176 degrees is where the computer shuts off cold start enrichment and enters closed loop operation. A 160 degree thermostat keeps the computer feeding the cold start rich mixture. This will enhance power at everything except WOT (which is where the computer again goes to rich) this is an area of the power curve engineer's call "Maximum Rich Torque". This condition will not improve gas mileage since the computer is signaling the addition of more fuel than necessary for a correct mixture. It also decreases engine life as the rich mixtures in low and mid throttle positions wet the upper cylinder walls with fuel which destroys the already tenuous upper cylinder lubrication. It's hell on catalytic converters and will get them so hot the cores will melt out. It's hard on manifolds or headers where an AIR pump is present as unburnt fuel expelled with the exhaust combusts in the manifolds or headers causing them to overheat. And its brutal on emissions if a converter or AIR system is not present, dumping extra tons of HCs and CO out the tailpipe.

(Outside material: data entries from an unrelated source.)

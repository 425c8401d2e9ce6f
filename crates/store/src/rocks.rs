use crate::{Error, Op, Store, WriteBatch};
use std::path::Path;

/// Hints the Store accepts for its write buffer, block cache, and
/// compressor. These are advisory: a backend is free to clamp or ignore
/// values it doesn't support.
#[derive(Debug, Clone)]
pub struct StoreOptions {
    pub write_buffer_mb: usize,
    pub cache_mb: usize,
    pub compression: String,
}

impl Default for StoreOptions {
    fn default() -> Self {
        StoreOptions {
            write_buffer_mb: 256,
            cache_mb: 1024,
            compression: "fast-byte-compressor".to_string(),
        }
    }
}

fn compression_type(hint: &str) -> rocksdb::DBCompressionType {
    match hint {
        "none" => rocksdb::DBCompressionType::None,
        "zstd" => rocksdb::DBCompressionType::Zstd,
        "zlib" => rocksdb::DBCompressionType::Zlib,
        "fast-byte-compressor" => rocksdb::DBCompressionType::Lz4,
        other => {
            tracing::warn!(hint = other, "unrecognized compression hint, defaulting to lz4");
            rocksdb::DBCompressionType::Lz4
        }
    }
}

/// A RocksDB-backed [`Store`]. One instance owns one on-disk directory.
pub struct RocksStore {
    db: rocksdb::DB,
}

impl RocksStore {
    pub fn open(path: impl AsRef<Path>, opts: StoreOptions) -> Result<Self, Error> {
        let mut rocks_opts = rocksdb::Options::default();
        rocks_opts.create_if_missing(true);
        rocks_opts.set_write_buffer_size(opts.write_buffer_mb * 1024 * 1024);
        rocks_opts.set_compression_type(compression_type(&opts.compression));

        let cache = rocksdb::Cache::new_lru_cache(opts.cache_mb * 1024 * 1024);
        let mut block_opts = rocksdb::BlockBasedOptions::default();
        block_opts.set_block_cache(&cache);
        rocks_opts.set_block_based_table_factory(&block_opts);

        let path = path.as_ref();
        let db = rocksdb::DB::open(&rocks_opts, path)?;
        tracing::info!(
            path = %path.display(),
            write_buffer_mb = opts.write_buffer_mb,
            cache_mb = opts.cache_mb,
            compression = %opts.compression,
            "opened store"
        );
        Ok(RocksStore { db })
    }
}

impl Store for RocksStore {
    fn get(&self, key: &[u8]) -> Result<Option<Vec<u8>>, Error> {
        Ok(self.db.get(key)?)
    }

    fn put(&self, key: &[u8], value: &[u8]) -> Result<(), Error> {
        Ok(self.db.put(key, value)?)
    }

    fn delete(&self, key: &[u8]) -> Result<(), Error> {
        Ok(self.db.delete(key)?)
    }

    fn write_batch(&self, batch: WriteBatch) -> Result<(), Error> {
        let mut wb = rocksdb::WriteBatch::default();
        for op in batch.into_ops() {
            match op {
                Op::Put(k, v) => wb.put(k, v),
                Op::Delete(k) => wb.delete(k),
            }
        }
        Ok(self.db.write(wb)?)
    }

    fn iter_from<'a>(
        &'a self,
        start: &[u8],
    ) -> Box<dyn Iterator<Item = Result<(Box<[u8]>, Box<[u8]>), Error>> + 'a> {
        let mode = rocksdb::IteratorMode::From(start, rocksdb::Direction::Forward);
        let iter = self.db.iterator(mode).map(|res| res.map_err(Error::from));
        Box::new(iter)
    }

    fn close(self) -> Result<(), Error> {
        // rocksdb::DB flushes and closes on Drop; nothing further is needed,
        // but keeping this explicit in the trait lets other backends do real work.
        tracing::debug!("closing store");
        Ok(())
    }
}
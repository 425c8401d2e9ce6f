//! In-memory key accumulation with threshold-triggered spilling, the
//! positional-index analog of `doc::combine::Accumulator`'s
//! MemTable-then-SpillWriter pattern.

use crate::error::Error;
use posindex_position::{DedupPolicy, PositionList};
use posindex_spill::SpillWriter;
use std::collections::BTreeMap;
use std::path::{Path, PathBuf};

/// Accumulates `key -> PositionList` postings in memory, spilling to a new
/// file once the accumulated byte estimate crosses `threshold_bytes`. Each
/// spill is already key-sorted (the map is a `BTreeMap`) and
/// dedup-collapsed, so the external merge stage only has to fuse runs, never
/// resort them.
pub struct Accumulator {
    table: BTreeMap<Vec<u8>, PositionList>,
    bytes_estimate: usize,
    threshold_bytes: usize,
    dedup_policy: DedupPolicy,
    spill_dir: PathBuf,
    next_spill_id: usize,
    spills: Vec<PathBuf>,
}

impl Accumulator {
    pub fn new(spill_dir: impl Into<PathBuf>, threshold_bytes: usize, dedup_policy: DedupPolicy) -> Self {
        Accumulator {
            table: BTreeMap::new(),
            bytes_estimate: 0,
            threshold_bytes,
            dedup_policy,
            spill_dir: spill_dir.into(),
            next_spill_id: 0,
            spills: Vec::new(),
        }
    }

    /// Add one extracted posting, spilling first if the accumulator is
    /// already over threshold.
    pub fn add(&mut self, key: Vec<u8>, position: posindex_position::Position) -> Result<(), Error> {
        if self.bytes_estimate >= self.threshold_bytes && !self.table.is_empty() {
            self.spill()?;
        }

        self.bytes_estimate += key.len() + POSITION_BYTE_ESTIMATE;
        self.table.entry(key).or_insert_with(PositionList::new).add(position);
        Ok(())
    }

    /// Force a spill of whatever is currently accumulated, resetting the
    /// in-memory table. No-op if the table is empty.
    pub fn spill(&mut self) -> Result<(), Error> {
        if self.table.is_empty() {
            return Ok(());
        }

        let path = self.spill_dir.join(format!("spill-{:06}.spill", self.next_spill_id));
        self.next_spill_id += 1;

        let mut writer = SpillWriter::create(&path)?;
        for (key, mut list) in std::mem::take(&mut self.table) {
            list.sort_dedup(self.dedup_policy);
            writer.write_record(&key, &list)?;
        }
        writer.finish()?;

        self.spills.push(path);
        self.bytes_estimate = 0;
        Ok(())
    }

    /// Flush any remaining in-memory contents and return every spill path
    /// produced over the accumulator's lifetime, in creation order.
    pub fn finish(mut self) -> Result<Vec<PathBuf>, Error> {
        self.spill()?;
        Ok(self.spills)
    }

    pub fn spill_dir(&self) -> &Path {
        &self.spill_dir
    }
}

/// Rough fixed per-position memory cost used to decide when to spill. We
/// don't track exact heap usage (no arena allocator backs this table), so
/// this triggers spills on accumulated posting count rather than true
/// resident bytes.
const POSITION_BYTE_ESTIMATE: usize = 40;

#[cfg(test)]
mod tests {
    use super::*;
    use posindex_position::Position;
    use posindex_spill::SpillReader;

    #[test]
    fn accumulates_without_spilling_below_threshold() {
        let dir = tempfile::tempdir().unwrap();
        let mut acc = Accumulator::new(dir.path(), 1 << 20, DedupPolicy::default());
        acc.add(b"fox".to_vec(), Position::new(1, 1, 0, 3, 0)).unwrap();
        let spills = acc.finish().unwrap();
        assert_eq!(spills.len(), 1);

        let mut reader = SpillReader::open(&spills[0]).unwrap();
        let (key, list) = reader.next_record().unwrap().unwrap();
        assert_eq!(key, b"fox");
        assert_eq!(list.len(), 1);
    }

    #[test]
    fn exceeding_threshold_triggers_multiple_spills() {
        let dir = tempfile::tempdir().unwrap();
        let mut acc = Accumulator::new(dir.path(), 100, DedupPolicy::default());
        for i in 0..10 {
            acc.add(format!("key{i}").into_bytes(), Position::new(1, 1, 0, 3, 0)).unwrap();
        }
        let spills = acc.finish().unwrap();
        assert!(spills.len() > 1);
    }

    #[test]
    fn empty_accumulator_finishes_with_no_spills() {
        let dir = tempfile::tempdir().unwrap();
        let acc = Accumulator::new(dir.path(), 1 << 20, DedupPolicy::default());
        assert!(acc.finish().unwrap().is_empty());
    }
}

Also at 160 degrees the oil never gets hot enough to expel water trapped in it, this forms corrosive acids with other blow by chemicals which in turn attacks the softer metal parts like bearings and pistons in a cast iron engine and the engine structure itself with aluminum blocks and heads.

So you know what you're in for the power gain will come at the cost of longevity and high emissions.

You can trick the computer and retain a high temp thermostat by drilling a hole up stream of the O2 sensor. If you then weld in a piece of 1/4 to 5/16ths inch steel rod that has been modified as I will describe at a 30 to 45 degree angle pointing down stream.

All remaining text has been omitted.